*** Material shown Section Begins ***

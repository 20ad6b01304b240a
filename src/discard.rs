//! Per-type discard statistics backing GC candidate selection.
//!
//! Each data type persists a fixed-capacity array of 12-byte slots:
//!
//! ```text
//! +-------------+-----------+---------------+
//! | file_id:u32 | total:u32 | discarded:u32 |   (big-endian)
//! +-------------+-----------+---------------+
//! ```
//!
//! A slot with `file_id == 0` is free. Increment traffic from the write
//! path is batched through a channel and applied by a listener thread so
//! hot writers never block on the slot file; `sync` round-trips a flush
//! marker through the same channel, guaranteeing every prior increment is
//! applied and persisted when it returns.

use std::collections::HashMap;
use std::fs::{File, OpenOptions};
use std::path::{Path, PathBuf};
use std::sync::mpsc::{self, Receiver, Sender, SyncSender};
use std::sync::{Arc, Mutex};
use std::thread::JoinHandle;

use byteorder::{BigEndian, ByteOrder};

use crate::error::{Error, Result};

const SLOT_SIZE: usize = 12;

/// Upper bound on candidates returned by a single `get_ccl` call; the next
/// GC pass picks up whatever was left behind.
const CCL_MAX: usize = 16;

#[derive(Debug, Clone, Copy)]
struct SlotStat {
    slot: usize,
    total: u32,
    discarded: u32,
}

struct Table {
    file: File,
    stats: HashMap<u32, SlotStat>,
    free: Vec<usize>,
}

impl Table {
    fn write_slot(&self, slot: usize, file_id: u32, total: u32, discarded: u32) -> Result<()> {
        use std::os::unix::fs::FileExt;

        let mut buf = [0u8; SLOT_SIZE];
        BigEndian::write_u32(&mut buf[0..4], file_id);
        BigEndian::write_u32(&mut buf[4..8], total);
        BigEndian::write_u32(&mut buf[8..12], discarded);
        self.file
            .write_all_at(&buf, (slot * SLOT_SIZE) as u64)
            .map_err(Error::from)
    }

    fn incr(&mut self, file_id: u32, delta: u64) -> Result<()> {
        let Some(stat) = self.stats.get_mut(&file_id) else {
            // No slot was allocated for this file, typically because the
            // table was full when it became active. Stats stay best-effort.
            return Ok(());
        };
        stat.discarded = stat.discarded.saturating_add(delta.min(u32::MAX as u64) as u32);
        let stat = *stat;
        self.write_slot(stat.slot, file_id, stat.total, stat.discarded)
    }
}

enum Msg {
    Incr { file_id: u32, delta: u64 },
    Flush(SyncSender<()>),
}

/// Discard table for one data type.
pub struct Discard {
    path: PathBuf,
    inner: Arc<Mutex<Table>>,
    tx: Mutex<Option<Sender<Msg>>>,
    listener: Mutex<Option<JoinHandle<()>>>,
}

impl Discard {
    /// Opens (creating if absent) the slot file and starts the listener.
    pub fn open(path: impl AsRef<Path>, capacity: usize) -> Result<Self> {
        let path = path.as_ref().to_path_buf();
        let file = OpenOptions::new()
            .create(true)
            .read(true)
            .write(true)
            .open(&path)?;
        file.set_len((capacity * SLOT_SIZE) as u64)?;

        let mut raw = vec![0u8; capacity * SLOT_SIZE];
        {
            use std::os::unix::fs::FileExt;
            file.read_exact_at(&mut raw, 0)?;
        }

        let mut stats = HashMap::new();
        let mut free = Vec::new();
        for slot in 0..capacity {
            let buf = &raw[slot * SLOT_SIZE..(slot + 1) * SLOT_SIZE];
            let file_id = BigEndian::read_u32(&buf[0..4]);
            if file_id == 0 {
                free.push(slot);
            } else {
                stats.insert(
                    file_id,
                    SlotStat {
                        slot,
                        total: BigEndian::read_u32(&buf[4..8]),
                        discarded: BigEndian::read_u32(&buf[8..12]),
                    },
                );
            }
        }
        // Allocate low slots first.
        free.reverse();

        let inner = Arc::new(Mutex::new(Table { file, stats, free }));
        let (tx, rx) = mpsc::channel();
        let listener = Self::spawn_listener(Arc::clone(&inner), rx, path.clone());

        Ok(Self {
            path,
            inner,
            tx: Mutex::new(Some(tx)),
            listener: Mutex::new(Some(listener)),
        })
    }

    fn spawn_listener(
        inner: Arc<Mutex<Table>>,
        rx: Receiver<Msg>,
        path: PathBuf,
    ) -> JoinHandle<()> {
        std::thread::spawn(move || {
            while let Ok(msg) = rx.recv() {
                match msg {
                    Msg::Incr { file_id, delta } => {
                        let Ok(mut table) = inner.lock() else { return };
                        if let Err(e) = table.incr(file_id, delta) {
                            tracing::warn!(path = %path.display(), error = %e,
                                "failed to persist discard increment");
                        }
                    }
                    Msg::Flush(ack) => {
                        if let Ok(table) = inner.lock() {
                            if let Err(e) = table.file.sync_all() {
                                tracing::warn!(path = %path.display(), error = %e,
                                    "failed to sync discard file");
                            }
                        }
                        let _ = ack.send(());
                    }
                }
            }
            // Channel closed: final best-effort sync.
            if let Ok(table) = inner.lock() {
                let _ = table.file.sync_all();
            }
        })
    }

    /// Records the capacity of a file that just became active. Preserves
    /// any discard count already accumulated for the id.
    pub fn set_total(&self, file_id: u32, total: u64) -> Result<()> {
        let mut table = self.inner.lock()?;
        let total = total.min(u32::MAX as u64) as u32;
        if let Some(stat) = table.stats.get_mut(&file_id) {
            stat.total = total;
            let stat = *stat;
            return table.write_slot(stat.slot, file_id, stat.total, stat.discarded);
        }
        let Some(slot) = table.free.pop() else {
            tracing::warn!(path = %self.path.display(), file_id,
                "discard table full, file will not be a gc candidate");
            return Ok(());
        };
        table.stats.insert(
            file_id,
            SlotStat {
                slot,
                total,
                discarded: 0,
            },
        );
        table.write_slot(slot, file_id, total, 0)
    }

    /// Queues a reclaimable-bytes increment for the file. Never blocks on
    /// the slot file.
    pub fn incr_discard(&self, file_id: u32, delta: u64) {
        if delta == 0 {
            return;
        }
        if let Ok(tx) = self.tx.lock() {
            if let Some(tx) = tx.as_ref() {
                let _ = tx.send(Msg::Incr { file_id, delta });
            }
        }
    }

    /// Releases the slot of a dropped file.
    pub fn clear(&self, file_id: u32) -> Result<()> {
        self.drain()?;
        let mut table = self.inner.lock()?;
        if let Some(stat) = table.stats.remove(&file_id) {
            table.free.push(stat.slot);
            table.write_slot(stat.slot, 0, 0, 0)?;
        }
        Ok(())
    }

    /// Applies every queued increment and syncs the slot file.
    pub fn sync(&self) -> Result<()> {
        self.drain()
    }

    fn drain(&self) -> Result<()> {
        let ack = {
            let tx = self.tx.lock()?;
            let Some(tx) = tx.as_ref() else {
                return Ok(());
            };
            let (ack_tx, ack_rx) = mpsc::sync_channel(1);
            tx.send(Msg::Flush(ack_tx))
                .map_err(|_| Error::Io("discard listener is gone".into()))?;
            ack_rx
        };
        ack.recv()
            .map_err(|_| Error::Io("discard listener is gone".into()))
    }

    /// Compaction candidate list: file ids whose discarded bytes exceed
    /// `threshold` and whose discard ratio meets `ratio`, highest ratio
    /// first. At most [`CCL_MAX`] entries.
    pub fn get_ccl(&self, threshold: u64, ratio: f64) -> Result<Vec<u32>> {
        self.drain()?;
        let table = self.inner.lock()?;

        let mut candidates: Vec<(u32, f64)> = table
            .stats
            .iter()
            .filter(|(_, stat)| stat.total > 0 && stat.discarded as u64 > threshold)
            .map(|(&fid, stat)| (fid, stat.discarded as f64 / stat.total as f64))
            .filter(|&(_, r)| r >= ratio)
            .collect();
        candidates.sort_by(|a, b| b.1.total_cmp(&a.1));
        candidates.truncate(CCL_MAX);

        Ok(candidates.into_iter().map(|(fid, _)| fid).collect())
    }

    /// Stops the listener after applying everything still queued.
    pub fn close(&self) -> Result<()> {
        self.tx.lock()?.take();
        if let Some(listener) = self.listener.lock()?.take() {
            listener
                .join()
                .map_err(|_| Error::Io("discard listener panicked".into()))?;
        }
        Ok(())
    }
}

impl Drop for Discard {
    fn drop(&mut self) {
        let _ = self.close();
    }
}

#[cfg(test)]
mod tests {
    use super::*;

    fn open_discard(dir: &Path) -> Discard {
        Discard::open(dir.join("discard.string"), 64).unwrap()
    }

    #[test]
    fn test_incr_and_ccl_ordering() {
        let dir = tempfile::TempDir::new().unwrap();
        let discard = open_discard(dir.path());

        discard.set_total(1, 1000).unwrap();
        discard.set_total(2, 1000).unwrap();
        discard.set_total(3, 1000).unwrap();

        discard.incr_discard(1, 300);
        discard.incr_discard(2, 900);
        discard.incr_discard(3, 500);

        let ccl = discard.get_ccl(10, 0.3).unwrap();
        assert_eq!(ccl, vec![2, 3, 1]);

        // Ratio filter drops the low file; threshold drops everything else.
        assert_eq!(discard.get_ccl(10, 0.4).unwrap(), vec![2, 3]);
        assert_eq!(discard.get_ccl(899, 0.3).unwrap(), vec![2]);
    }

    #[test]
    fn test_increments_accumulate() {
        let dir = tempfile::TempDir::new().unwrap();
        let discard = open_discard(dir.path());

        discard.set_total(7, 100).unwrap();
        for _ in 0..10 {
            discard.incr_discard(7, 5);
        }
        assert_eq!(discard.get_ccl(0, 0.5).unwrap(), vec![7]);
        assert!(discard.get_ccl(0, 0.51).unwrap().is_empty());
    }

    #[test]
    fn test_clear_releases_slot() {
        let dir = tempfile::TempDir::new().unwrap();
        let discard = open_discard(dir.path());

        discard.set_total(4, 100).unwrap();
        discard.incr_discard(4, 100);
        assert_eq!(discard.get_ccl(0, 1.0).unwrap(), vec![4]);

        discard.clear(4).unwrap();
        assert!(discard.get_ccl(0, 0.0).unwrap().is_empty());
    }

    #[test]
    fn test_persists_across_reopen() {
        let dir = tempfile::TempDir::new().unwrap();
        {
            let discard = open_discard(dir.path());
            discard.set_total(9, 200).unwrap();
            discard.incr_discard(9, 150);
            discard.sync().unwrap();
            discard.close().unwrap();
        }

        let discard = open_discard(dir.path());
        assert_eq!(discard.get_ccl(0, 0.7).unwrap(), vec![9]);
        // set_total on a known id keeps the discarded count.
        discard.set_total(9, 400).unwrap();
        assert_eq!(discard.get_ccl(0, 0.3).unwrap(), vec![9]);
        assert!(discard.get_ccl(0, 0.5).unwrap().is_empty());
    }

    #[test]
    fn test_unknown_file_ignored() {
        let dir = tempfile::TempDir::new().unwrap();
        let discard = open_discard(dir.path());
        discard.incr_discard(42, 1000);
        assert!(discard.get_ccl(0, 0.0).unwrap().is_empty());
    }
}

*** Material shown Section Ends ***

- **Exercise description**
Pick out and copy the lines of the entries that hold the string "threshold".

- **Result of the exercise**
    /// `threshold` and whose discard ratio meets `ratio`, highest ratio
    pub fn get_ccl(&self, threshold: u64, ratio: f64) -> Result<Vec<u32>> {
            .filter(|(_, stat)| stat.total > 0 && stat.discarded as u64 > threshold)
        // Ratio filter drops the low file; threshold drops everything else.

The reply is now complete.